Agentic workflows will expand from simple rule-based automation to AI-driven decision making. Instead of following predefined rules, agents will use machine learning to optimize decisions based on outcomes. An agent might learn that certain work order types are more cost-effective when scheduled on specific days, or that certain technician assignments produce better quality results.

Mobile AI will become more capable. Maximo Assistant on Mobile, introduced in MAS 9.2, will expand to support voice-based queries and hands-free operation. Technicians in the field will be able to ask questions, capture inspection data, and receive guidance without stopping their work to type.

Multi-modal AI will combine text, image, and sensor data for richer insights. A technician inspecting a pump could photograph a leaking seal, and the AI would analyze the image, check the pump's vibration history, review recent work orders, and suggest the most likely root cause and recommended repair procedure.

Practical Implications

Deploying AI in Maximo requires more than just enabling features. Organizations need to prepare their data, train their teams, and establish governance for AI-driven decisions.
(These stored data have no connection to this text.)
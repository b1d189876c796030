//! On-disk cache of extracted document text.
//!
//! [`DocumentCache::fetch_or_reuse`] returns the cached text for a URL when a
//! cache file exists and otherwise fetches, extracts, and persists it. A
//! failed fetch never creates a cache file.
//!
//! # Cache keys
//!
//! - [`KeyStrategy::UrlHash`] (default): `<label>-<sha256 prefix>.txt`, stable
//!   for a URL no matter where it appears in a batch.
//! - [`KeyStrategy::Positional`]: `<label><index>.txt`, the layout older
//!   cache directories use. Two runs that put different URLs from one domain
//!   at the same position share a key, so it is opt-in.
//!
//! Hashed keys use [`domain_label`], the second-level domain label of the
//! host (`example` for `www.example.com` and for `example.com`). Positional
//! keys use [`positional_label`], the second dot-separated piece of the
//! authority (`example` for `www.example.com`, `com` for `example.com`), so
//! existing positional directories keep resolving.

use std::collections::HashMap;
use std::path::{Path, PathBuf};
use std::sync::{Arc, Mutex, PoisonError};

use serde::{Deserialize, Serialize};
use sha2::{Digest, Sha256};
use tracing::{debug, info};
use url::{Host, Url};

use crate::error::{CacheError, CacheResult};
use crate::fetch::{self, Fetcher};

/// Hex digits of the URL digest kept in a hashed key.
const HASH_HEX_LEN: usize = 16;

/// Label used when a URL has no host.
const FALLBACK_LABEL: &str = "document";

/// How cache file names are derived.
#[derive(Debug, Clone, Copy, Default, PartialEq, Eq, Hash, Deserialize, Serialize)]
#[serde(rename_all = "kebab-case")]
#[cfg_attr(feature = "clap", derive(clap::ValueEnum))]
pub enum KeyStrategy {
    /// Domain label plus a digest of the normalized URL.
    #[default]
    UrlHash,
    /// Domain label plus the 1-based position in the batch.
    Positional,
}

impl KeyStrategy {
    /// Returns the strategy name as used in configuration.
    pub const fn as_str(&self) -> &'static str {
        match self {
            Self::UrlHash => "url-hash",
            Self::Positional => "positional",
        }
    }
}

impl std::fmt::Display for KeyStrategy {
    fn fmt(&self, f: &mut std::fmt::Formatter<'_>) -> std::fmt::Result {
        f.write_str(self.as_str())
    }
}

/// Name of one cache entry, without the `.txt` extension.
#[derive(Debug, Clone, PartialEq, Eq, Hash)]
pub struct CacheKey(String);

impl CacheKey {
    /// Derive the key for `url` at batch position `index`.
    pub fn new(url: &Url, index: usize, strategy: KeyStrategy) -> Self {
        match strategy {
            KeyStrategy::Positional => Self(format!("{}{index}", positional_label(url))),
            KeyStrategy::UrlHash => Self(format!("{}-{}", domain_label(url), url_digest(url))),
        }
    }

    /// The key as a string.
    pub fn as_str(&self) -> &str {
        &self.0
    }

    fn file_name(&self) -> String {
        format!("{}.txt", self.0)
    }
}

impl std::fmt::Display for CacheKey {
    fn fmt(&self, f: &mut std::fmt::Formatter<'_>) -> std::fmt::Result {
        f.write_str(&self.0)
    }
}

/// Text produced by [`DocumentCache::fetch_or_reuse`].
#[derive(Debug, Clone, PartialEq, Eq)]
pub struct CachedDocument {
    /// Extracted paragraph text (possibly empty).
    pub text: String,
    /// Cache file holding `text`.
    pub path: PathBuf,
    /// `true` if the text came from an existing cache file.
    pub from_cache: bool,
}

/// Directory of extracted document texts.
#[derive(Debug)]
pub struct DocumentCache {
    dir: PathBuf,
    strategy: KeyStrategy,
    locks: Mutex<HashMap<CacheKey, Arc<Mutex<()>>>>,
}

impl DocumentCache {
    /// Create a cache rooted at `dir`. The directory is created on first write.
    pub fn new(dir: impl Into<PathBuf>, strategy: KeyStrategy) -> Self {
        Self {
            dir: dir.into(),
            strategy,
            locks: Mutex::new(HashMap::new()),
        }
    }

    /// Root directory of the cache.
    pub fn dir(&self) -> &Path {
        &self.dir
    }

    /// Key naming strategy.
    pub const fn strategy(&self) -> KeyStrategy {
        self.strategy
    }

    /// Cache key for `url` at batch position `index`.
    pub fn key_for(&self, url: &Url, index: usize) -> CacheKey {
        CacheKey::new(url, index, self.strategy)
    }

    /// Cache file path for `url` at batch position `index`.
    pub fn path_for(&self, url: &Url, index: usize) -> PathBuf {
        self.dir.join(self.key_for(url, index).file_name())
    }

    /// Return cached text for `url`, fetching and persisting it on a miss.
    ///
    /// Concurrent callers asking for the same key wait for each other, so a
    /// key is fetched at most once.
    #[tracing::instrument(skip(self, fetcher), fields(cache = %self.dir.display()))]
    pub fn fetch_or_reuse<F: Fetcher + ?Sized>(
        &self,
        fetcher: &F,
        url: &str,
        index: usize,
    ) -> CacheResult<CachedDocument> {
        let url = fetch::parse_url(url)?;
        let key = self.key_for(&url, index);
        let path = self.dir.join(key.file_name());

        let lock = self.lock_for(&key);
        let _guard = lock.lock().unwrap_or_else(PoisonError::into_inner);

        if path.is_file() {
            let text = std::fs::read_to_string(&path).map_err(|e| io_error(&path, e))?;
            debug!(key = %key, "cache hit");
            return Ok(CachedDocument {
                text,
                path,
                from_cache: true,
            });
        }

        let body = fetcher.fetch(&url)?;
        let text = fetch::extract_paragraphs(&body);
        self.persist(&key, &path, &text)?;
        info!(key = %key, bytes = text.len(), "document cached");
        Ok(CachedDocument {
            text,
            path,
            from_cache: false,
        })
    }

    fn lock_for(&self, key: &CacheKey) -> Arc<Mutex<()>> {
        let mut locks = self.locks.lock().unwrap_or_else(PoisonError::into_inner);
        Arc::clone(locks.entry(key.clone()).or_default())
    }

    /// Write through a temporary file so a partial write is never reused.
    fn persist(&self, key: &CacheKey, path: &Path, text: &str) -> CacheResult<()> {
        std::fs::create_dir_all(&self.dir).map_err(|e| io_error(&self.dir, e))?;
        let tmp = self.dir.join(format!(".{}.tmp", key.file_name()));
        std::fs::write(&tmp, text).map_err(|e| io_error(&tmp, e))?;
        std::fs::rename(&tmp, path).map_err(|e| io_error(path, e))
    }
}

fn io_error(path: &Path, source: std::io::Error) -> CacheError {
    CacheError::Io {
        path: path.to_path_buf(),
        source,
    }
}

/// Second-level domain label of the URL's host, safe for use in file names.
pub fn domain_label(url: &Url) -> String {
    let label = match url.host() {
        Some(Host::Domain(domain)) => {
            let labels: Vec<&str> = domain.split('.').filter(|l| !l.is_empty()).collect();
            match labels.len() {
                0 => FALLBACK_LABEL.to_string(),
                1 | 2 => labels[0].to_string(),
                _ => labels[1].to_string(),
            }
        }
        Some(other) => other.to_string(),
        None => FALLBACK_LABEL.to_string(),
    };
    label
        .chars()
        .map(|c| {
            if c.is_ascii_alphanumeric() || c == '-' {
                c
            } else {
                '_'
            }
        })
        .collect()
}

/// Second dot-separated piece of the URL's authority, as positional cache
/// directories name their files.
///
/// Authorities without a dot fall back to [`domain_label`].
pub fn positional_label(url: &Url) -> String {
    match url.authority().split('.').nth(1) {
        Some(piece) if !piece.is_empty() => piece.to_string(),
        _ => domain_label(url),
    }
}

/// Hex prefix of the SHA-256 digest of the URL without its fragment.
fn url_digest(url: &Url) -> String {
    let mut normalized = url.clone();
    normalized.set_fragment(None);
    let digest = Sha256::digest(normalized.as_str().as_bytes());
    digest
        .iter()
        .take(HASH_HEX_LEN / 2)
        .map(|byte| format!("{byte:02x}"))
        .collect()
}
Data readiness is the most common barrier to AI success. Predictive models need clean, consistent historical data. Maximo Assistant needs well-structured object structures and clear field descriptions. Visual Inspection needs labeled training images. Before deploying any AI capability, audit your data quality and address the gaps. A practical starting point is to review your failure code usage: are codes applied consistently, are there too many codes, are there gaps in the code hierarchy?

Team readiness is equally important. AI changes the role of maintenance planners, reliability engineers, and technicians. Planners shift from creating work orders to reviewing and approving AI-generated recommendations. Reliability engineers shift from data analysis to model validation and exception handling. Technicians shift from manual data entry to AI-assisted inspection. These role changes require training and change management support.

Governance is essential for agentic workflows. Define clear boundaries for autonomous action: what decisions can agents make without human approval, what requires review, and what is always human-decided. Establish monitoring and audit trails so you can review agent decisions and improve the logic over time. Start with conservative boundaries and expand as you build confidence in the system.

The Bottom Line

AI in Maximo has moved from potential to production. Maximo Assistant provides natural language access to asset data. Predict and Health deliver failure predictions that reduce unplanned downtime. Visual Inspection brings computer vision to the field. And agentic workflows automate routine decisions, freeing skilled workers for higher-value activities.

The organizations that will benefit most are those that start now, start small, and build capability over time. Pick one use case -- a single asset class, a single failure mode, a single agent workflow -- prove the value, learn from the experience, and expand. The technology is ready. The question is whether your organization is ready to embrace it.